Small wind turbine: A residential wind turbine collets kinetic energy from the wind and converts it to electricity. The system must generate no more than 100 kilowatts of electricity for residential use. Installation costs count toward figuring the applicable tax credit. The home with a turbine system doesn't have to be your main home.

Geothermal heat pump: Geothermal heat pumps are similar to ordinary heat pumps, but use the ground instead of outside air to provide heating, air conditioning and, in most cases, hot water. The tax credit covers installation costs. The geothermal system does not have to be at your principal residence.

Fuel cell system: Fuel cells are electrochemical systems that provide high fuel efficiency while discharging extremely low emissions. p power generation. The system must be installed at your primary resident. Installation costs count toward the tax credit.

Biomass fuel stoves: This energy option first became eligible for tax credit treatment in 2021. These stoves burn biomass fuel to heat a home or heat water. Biomass fuel includes agricultural crops and trees, wood and wood waste and residues (including wood pellets), plants, grasses, residues, and fibers.

Credit qualifications, amounts: Generally, the tax credit for these residential energy upgrades must be claimed on the tax return for the year that installation is completed.
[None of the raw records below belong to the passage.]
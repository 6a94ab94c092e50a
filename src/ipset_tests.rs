// Copyright (c) 2025 Erick Bourgeois, firestoned
// SPDX-License-Identifier: MIT

//! Unit tests for `ipset.rs`

#[cfg(test)]
mod tests {
    use crate::ipset::{difference, is_subset, sorted};
    use std::net::IpAddr;

    fn ip(s: &str) -> IpAddr {
        s.parse().unwrap()
    }

    #[test]
    fn test_sorted_orders_addresses() {
        let ips = sorted(vec![ip("10.0.1.2"), ip("10.0.0.5"), ip("10.0.1.1")]);

        assert_eq!(ips, vec![ip("10.0.0.5"), ip("10.0.1.1"), ip("10.0.1.2")]);
    }

    #[test]
    fn test_difference_reports_only_missing() {
        let left = vec![ip("10.0.0.1"), ip("10.0.0.9")];
        let right = vec![ip("10.0.0.1"), ip("10.0.0.2")];

        assert_eq!(difference(&left, &right), vec![ip("10.0.0.9")]);
    }

    #[test]
    fn test_subset_holds_for_equal_sets() {
        let ips = vec![ip("10.0.0.1"), ip("10.0.0.2")];

        assert!(is_subset(&ips, &ips));
    }

    #[test]
    fn test_empty_set_is_subset_of_anything() {
        assert!(is_subset(&[], &[ip("10.0.0.1")]));
        assert!(is_subset(&[], &[]));
    }

    #[test]
    fn test_nonempty_set_is_not_subset_of_empty() {
        assert!(!is_subset(&[ip("10.0.0.1")], &[]));
    }
}
// Copyright (c) 2025 Erick Bourgeois, firestoned
// SPDX-License-Identifier: MIT

use anyhow::Result;
use clap::Parser;
use dnsprobe::{
    config::Config,
    registry::KubeRegistry,
    report::{self, Report},
    resolver::HickoryResolver,
    verify::run_check,
};
use kube::Client;
use tracing::{debug, error, info};

fn main() -> Result<()> {
    // Build Tokio runtime with custom thread names
    let runtime = tokio::runtime::Builder::new_multi_thread()
        .worker_threads(2)
        .thread_name("dnsprobe")
        .enable_all()
        .build()?;

    runtime.block_on(async_main())
}

async fn async_main() -> Result<()> {
    // Initialize logging with custom format
    // Format: timestamp file:line LEVEL message
    //
    // Respects RUST_LOG environment variable if set, otherwise defaults to INFO level
    // Example: RUST_LOG=debug dnsprobe
    //
    // Respects RUST_LOG_FORMAT environment variable for output format
    // Example: RUST_LOG_FORMAT=json dnsprobe
    let env_filter = tracing_subscriber::EnvFilter::try_from_default_env()
        .unwrap_or_else(|_| tracing_subscriber::EnvFilter::new("info"));

    let log_format = std::env::var("RUST_LOG_FORMAT").unwrap_or_else(|_| "text".to_string());

    match log_format.to_lowercase().as_str() {
        "json" => {
            tracing_subscriber::fmt()
                .with_env_filter(env_filter)
                .with_file(true)
                .with_line_number(true)
                .with_target(false)
                .json()
                .init();
        }
        _ => {
            tracing_subscriber::fmt()
                .with_env_filter(env_filter)
                .with_file(true)
                .with_line_number(true)
                .with_target(false)
                .with_ansi(true)
                .compact()
                .init();
        }
    }

    let config = Config::parse();

    info!("HOSTNAME provided as: '{}'", config.hostname);
    if let Some(namespace) = &config.namespace {
        info!("NAMESPACE provided as: '{}'", namespace);
    }
    if let Some(selector) = &config.dns_node_selector {
        info!("DNS_NODE_SELECTOR provided as: '{}'", selector);
    }

    debug!("Initializing Kubernetes client");
    let client = Client::try_default().await?;
    let registry = KubeRegistry::new(client);
    let resolver = HickoryResolver::new();

    let outcome = run_check(
        &registry,
        &resolver,
        &config.hostname,
        config.namespace.as_deref(),
        config.dns_node_selector.as_deref(),
    )
    .await;

    let status = match &outcome {
        Ok(()) => {
            info!("DNS resolution check passed for '{}'", config.hostname);
            Report::success()
        }
        Err(err) => {
            error!("DNS resolution check failed: {}", err);
            Report::failure(err.to_string())
        }
    };

    match config.reporting_url.as_deref() {
        Some(url) => report::submit(url, &status).await?,
        None => debug!("KH_REPORTING_URL not set; relying on the exit code"),
    }

    if outcome.is_err() {
        std::process::exit(1);
    }
    Ok(())
}
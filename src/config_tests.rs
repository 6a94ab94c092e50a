// Copyright (c) 2025 Erick Bourgeois, firestoned
// SPDX-License-Identifier: MIT

//! Unit tests for `config.rs`
//!
//! Tests parse from explicit flags rather than environment variables:
//! flags take precedence, so these stay stable no matter what HOSTNAME the
//! test runner itself has exported.

#[cfg(test)]
mod tests {
    use crate::config::Config;
    use clap::Parser;

    #[test]
    fn test_hostname_alone_is_enough() {
        let config = Config::try_parse_from(["dnsprobe", "--hostname", "my-svc"]).unwrap();

        assert_eq!(config.hostname, "my-svc");
        assert!(config.namespace.is_none());
        assert!(config.dns_node_selector.is_none());
        assert!(!config.topology_check_enabled());
    }

    #[test]
    fn test_topology_check_requires_both_inputs() {
        let config = Config::try_parse_from([
            "dnsprobe",
            "--hostname",
            "my-svc",
            "--namespace",
            "kube-system",
        ])
        .unwrap();

        assert!(!config.topology_check_enabled());

        let config = Config::try_parse_from([
            "dnsprobe",
            "--hostname",
            "my-svc",
            "--namespace",
            "kube-system",
            "--dns-node-selector",
            "k8s-app=kube-dns",
        ])
        .unwrap();

        assert!(config.topology_check_enabled());
    }

    #[test]
    fn test_reporting_url_is_optional() {
        let config = Config::try_parse_from([
            "dnsprobe",
            "--hostname",
            "my-svc",
            "--reporting-url",
            "http://kuberhealthy.kuberhealthy.svc/external-check",
        ])
        .unwrap();

        assert_eq!(
            config.reporting_url.as_deref(),
            Some("http://kuberhealthy.kuberhealthy.svc/external-check")
        );
    }
}
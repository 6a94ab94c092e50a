// Copyright (c) 2025 Erick Bourgeois, firestoned
// SPDX-License-Identifier: MIT

//! # Dnsprobe - Kubernetes DNS Resolution Checker
//!
//! Dnsprobe is a one-shot diagnostic probe that verifies DNS service
//! discovery inside a Kubernetes cluster: it confirms that the cluster's
//! internal DNS resolves a target service's hostname to the IPs the service
//! registry actually assigns to it, and (optionally) that the DNS system's
//! own backing pods are consistent with its registered endpoints.
//!
//! ## Overview
//!
//! The probe runs two phases strictly in sequence:
//!
//! 1. [`topology::build_snapshot`] resolves the expected state from the
//!    registry alone: the DNS service's endpoint and pod IPs (when a
//!    namespace and node selector are configured) and the target service's
//!    record.
//! 2. [`verify::verify_snapshot`] issues the DNS queries the snapshot calls
//!    for and folds the answers into a single pass/fail verdict, degrading
//!    gracefully through four verification modes depending on what the
//!    snapshot could discover.
//!
//! Every failure is fatal; the probe reports one verdict and terminates.
//! Designed to run as a [Kuberhealthy](https://github.com/kuberhealthy)
//! external check, but usable standalone via exit codes.
//!
//! ## Modules
//!
//! - [`config`] - Environment/flag configuration
//! - [`hostname`] - Hostname qualification parsing
//! - [`topology`] - Topology snapshot builder
//! - [`verify`] - Consistency reconciler and check modes
//! - [`registry`] - Cluster registry client (Kubernetes API)
//! - [`resolver`] - DNS protocol client (hickory-resolver)
//! - [`report`] - Kuberhealthy status reporting
//! - [`errors`] - Fatal error taxonomy
//!
//! ## Example
//!
//! ```rust,no_run
//! use dnsprobe::registry::KubeRegistry;
//! use dnsprobe::resolver::HickoryResolver;
//! use dnsprobe::verify::run_check;
//!
//! # async fn example() -> Result<(), Box<dyn std::error::Error>> {
//! let client = kube::Client::try_default().await?;
//! let registry = KubeRegistry::new(client);
//! let resolver = HickoryResolver::new();
//!
//! run_check(
//!     &registry,
//!     &resolver,
//!     "my-svc.team-a",
//!     Some("kube-system"),
//!     Some("k8s-app=kube-dns"),
//! )
//! .await?;
//! # Ok(())
//! # }
//! ```

pub mod config;
pub mod errors;
pub mod hostname;
pub mod ipset;
pub mod registry;
pub mod report;
pub mod resolver;
pub mod topology;
pub mod verify;

#[cfg(test)]
mod config_tests;
#[cfg(test)]
mod ipset_tests;
#[cfg(test)]
mod topology_tests;
// Copyright (c) 2025 Erick Bourgeois, firestoned
// SPDX-License-Identifier: MIT

//! Probe configuration.
//!
//! The probe is normally deployed as a Kuberhealthy check pod, so every input
//! arrives as an environment variable. Flags are accepted too so the probe
//! can be run by hand against a cluster (`dnsprobe --hostname my-svc`).
//!
//! `HOSTNAME` is the only required input. DNS topology checking is enabled
//! only when both `NAMESPACE` and `DNS_NODE_SELECTOR` are present; leaving
//! either unset deliberately degrades the probe to single-nameserver
//! verification.

use clap::Parser;

/// Configuration for a single probe run.
#[derive(Parser, Debug, Clone)]
#[command(
    name = "dnsprobe",
    version,
    about = "Verifies that in-cluster DNS resolves a service to its registered IPs"
)]
pub struct Config {
    /// Hostname of the service under test, optionally namespace-qualified
    /// (e.g. "my-svc" or "my-svc.team-a")
    #[arg(long, env = "HOSTNAME")]
    pub hostname: String,

    /// Namespace of the cluster DNS service (usually "kube-system")
    #[arg(long, env = "NAMESPACE")]
    pub namespace: Option<String>,

    /// Label selector identifying the DNS service and its pods
    /// (e.g. "k8s-app=kube-dns")
    #[arg(long = "dns-node-selector", env = "DNS_NODE_SELECTOR")]
    pub dns_node_selector: Option<String>,

    /// Kuberhealthy reporting endpoint; when unset the verdict is only
    /// logged and reflected in the exit code
    #[arg(long = "reporting-url", env = "KH_REPORTING_URL")]
    pub reporting_url: Option<String>,
}

impl Config {
    /// Whether DNS topology checking is enabled for this run.
    #[must_use]
    pub fn topology_check_enabled(&self) -> bool {
        self.namespace.is_some() && self.dns_node_selector.is_some()
    }
}
// Copyright (c) 2025 Erick Bourgeois, firestoned
// SPDX-License-Identifier: MIT

//! Error types for the DNS resolution check.
//!
//! Every error in this taxonomy is fatal: the probe runs once, and the first
//! failing check terminates the run. Each variant carries the offending
//! identifier (nameserver, hostname, or service name) and, where applicable,
//! both the expected and actual values, so a failure is actionable without
//! re-running the probe.

use std::net::IpAddr;
use thiserror::Error;

/// Errors raised by the DNS resolution check.
#[derive(Error, Debug)]
pub enum CheckError {
    /// No DNS service matched the configured node selector.
    ///
    /// Raised by the topology snapshot builder when `NAMESPACE` and
    /// `DNS_NODE_SELECTOR` are both set but no service in that namespace
    /// carries the selector's labels.
    #[error("Could not find a DNS service in namespace '{namespace}' matching selector '{node_selector}'")]
    DnsServiceNotFound {
        /// Namespace that was searched
        namespace: String,
        /// Label selector the DNS service was expected to match
        node_selector: String,
    },

    /// The DNS service's registered endpoint IPs are not a subset of the
    /// pod IPs matching the node selector.
    ///
    /// Every registered endpoint must correspond to a real, selected pod;
    /// an endpoint without a backing pod means the DNS service is routing
    /// traffic to something that no longer exists.
    #[error("DNS service has mismatching endpoints and pod IPs! endpoints {endpoint_ips:?} are not all backed by pods {pod_ips:?}")]
    TopologyInconsistency {
        /// IPs currently registered as DNS service endpoints
        endpoint_ips: Vec<IpAddr>,
        /// IPs of the pods matching the DNS node selector
        pod_ips: Vec<IpAddr>,
    },

    /// The target hostname has no service record in the inferred namespace.
    #[error("Could not find service '{name}'. Check that it exists in the '{namespace}' namespace")]
    ServiceNotFound {
        /// Service name parsed from the hostname
        name: String,
        /// Namespace inferred from the hostname (or "default")
        namespace: String,
    },

    /// The cluster's master DNS entry point (`kubernetes.default`) did not
    /// resolve. Nothing else is worth checking when this fails.
    #[error("Failed to resolve the kubernetes master service via nameserver '{nameserver}': {reason}")]
    MasterResolutionFailed {
        /// Nameserver that was queried ("default" for the system resolver)
        nameserver: String,
        /// Underlying resolution failure
        reason: String,
    },

    /// A nameserver answered with IPs outside the expected set for the
    /// target hostname.
    #[error("Nameserver '{nameserver}' resolved '{hostname}' to {answer:?} when the expected IPs were {expected:?}")]
    AnswerMismatch {
        /// Nameserver that produced the bad answer ("default" for the
        /// system resolver)
        nameserver: String,
        /// The hostname that was queried
        hostname: String,
        /// The sorted answer the nameserver returned
        answer: Vec<IpAddr>,
        /// The sorted set of IPs considered correct
        expected: Vec<IpAddr>,
    },

    /// The registry returned an address string that does not parse as an IP.
    #[error("Registry returned unparsable IP address '{value}' for {context}")]
    InvalidAddress {
        /// The raw address string from the registry
        value: String,
        /// What the address was supposed to identify
        context: String,
    },

    /// A Kubernetes API call failed.
    #[error("Registry lookup failed: {0}")]
    Registry(#[from] kube::Error),

    /// A DNS query failed outright (NXDOMAIN, timeout, unreachable
    /// nameserver, or an empty answer section).
    #[error("DNS resolution of '{hostname}' failed: {reason}")]
    Resolution {
        /// The hostname that failed to resolve
        hostname: String,
        /// Underlying resolver failure
        reason: String,
    },
}
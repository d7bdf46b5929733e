/// Structured error types for teresabuild-core.
///
/// Uses `thiserror` so library callers can match on what went wrong.
/// The binary crate (teresabuild-cli) wraps these in `anyhow` for reporting.

use std::fmt;
use std::io;
use std::path::PathBuf;
use std::time::Duration;
use thiserror::Error;

use crate::step::Step;

/// A single required field that failed validation
#[derive(Debug, Clone, PartialEq, Eq)]
pub struct FieldError {
    pub field: &'static str,
    pub message: &'static str,
}

impl fmt::Display for FieldError {
    fn fmt(&self, f: &mut fmt::Formatter<'_>) -> fmt::Result {
        write!(f, "{}: {}", self.field, self.message)
    }
}

/// One or more configuration fields are empty
#[derive(Error, Debug, Clone, PartialEq, Eq)]
#[error("invalid configuration: {}", display_fields(.fields))]
pub struct ValidationError {
    pub fields: Vec<FieldError>,
}

impl ValidationError {
    /// Whether the given field is among the failures
    pub fn has_field(&self, field: &str) -> bool {
        self.fields.iter().any(|f| f.field == field)
    }
}

fn display_fields(fields: &[FieldError]) -> String {
    fields
        .iter()
        .map(|f| f.to_string())
        .collect::<Vec<_>>()
        .join(", ")
}

/// Failure of a cluster command run
#[derive(Error, Debug)]
pub enum RunError {
    /// Config rejected before any command was issued
    #[error(transparent)]
    Validation(#[from] ValidationError),

    /// Process could not be spawned or driven
    #[error("step '{step}' could not be executed: {source}")]
    Io {
        step: Step,
        #[source]
        source: io::Error,
    },

    /// Command exited with a non-zero status
    #[error("step '{step}' failed with exit code {exit_code}")]
    StepFailed { step: Step, exit_code: i32 },

    /// Panic raised while the step was running
    #[error("step '{step}' failed unexpectedly: {message}")]
    Unexpected { step: Step, message: String },

    #[error("step '{step}' timed out after {limit:?}")]
    TimedOut { step: Step, limit: Duration },

    #[error("step '{step}' was cancelled")]
    Cancelled { step: Step },
}

impl RunError {
    pub fn io(step: Step, source: io::Error) -> Self {
        Self::Io { step, source }
    }

    pub fn step_failed(step: Step, exit_code: i32) -> Self {
        Self::StepFailed { step, exit_code }
    }

    pub fn unexpected(step: Step, message: impl Into<String>) -> Self {
        Self::Unexpected {
            step,
            message: message.into(),
        }
    }

    /// Step the run stopped at (None for validation failures)
    pub fn step(&self) -> Option<Step> {
        match self {
            Self::Validation(_) => None,
            Self::Io { step, .. }
            | Self::StepFailed { step, .. }
            | Self::Unexpected { step, .. }
            | Self::TimedOut { step, .. }
            | Self::Cancelled { step } => Some(*step),
        }
    }

    pub fn exit_code(&self) -> Option<i32> {
        match self {
            Self::StepFailed { exit_code, .. } => Some(*exit_code),
            _ => None,
        }
    }
}

/// Settings file could not be loaded
#[derive(Error, Debug)]
pub enum SettingsError {
    #[error("failed to read settings file {path:?}: {source}")]
    Read {
        path: PathBuf,
        #[source]
        source: io::Error,
    },

    #[error("failed to parse settings file {path:?} (invalid TOML): {source}")]
    Parse {
        path: PathBuf,
        #[source]
        source: toml::de::Error,
    },

    #[error("failed to write settings file {path:?}: {source}")]
    Write {
        path: PathBuf,
        #[source]
        source: io::Error,
    },

    #[error("invalid cli program {value:?}: {reason}")]
    InvalidProgram { value: String, reason: String },
}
The credit is phased out for the remaining years that it is in the tax code. The applicable percentages are:

  • 30 percent for property placed in service after Dec. 31, 2016, and before Jan. 1, 2020 (in case you need to amend a return),
  • 26 percent for property placed in service after Dec. 31, 2019, and before Jan. 1, 2023, and
  • 22 percent for property placed in service after Dec. 31, 2022, and before Jan. 1, 2024.

The timing is slightly different for biomass fuel stoves, since they only became eligible in 2021. In this energy efficient case, any qualifying biomass stove purchased in 2020, but which was not installed until 2021, can be claimed on your 2021 tax return. The qualifying percentages here are the same 26 percent and 22 percent shown in the preceding bullet points.

You can find more on all these tax credit at the Energy Star web page, as well as in the instructions for Form 5695, Residential Energy Credits. This is the IRS form you'll file with your Form 1040 to claim the credits.

Yes, these alternative home energy systems are more expensive. But in the long run, they should save you much more on utility bills.

And remember that the bonus from Uncle Sam for converting to them is a tax credit, which is a dollar-for-dollar offset of any tax you owe.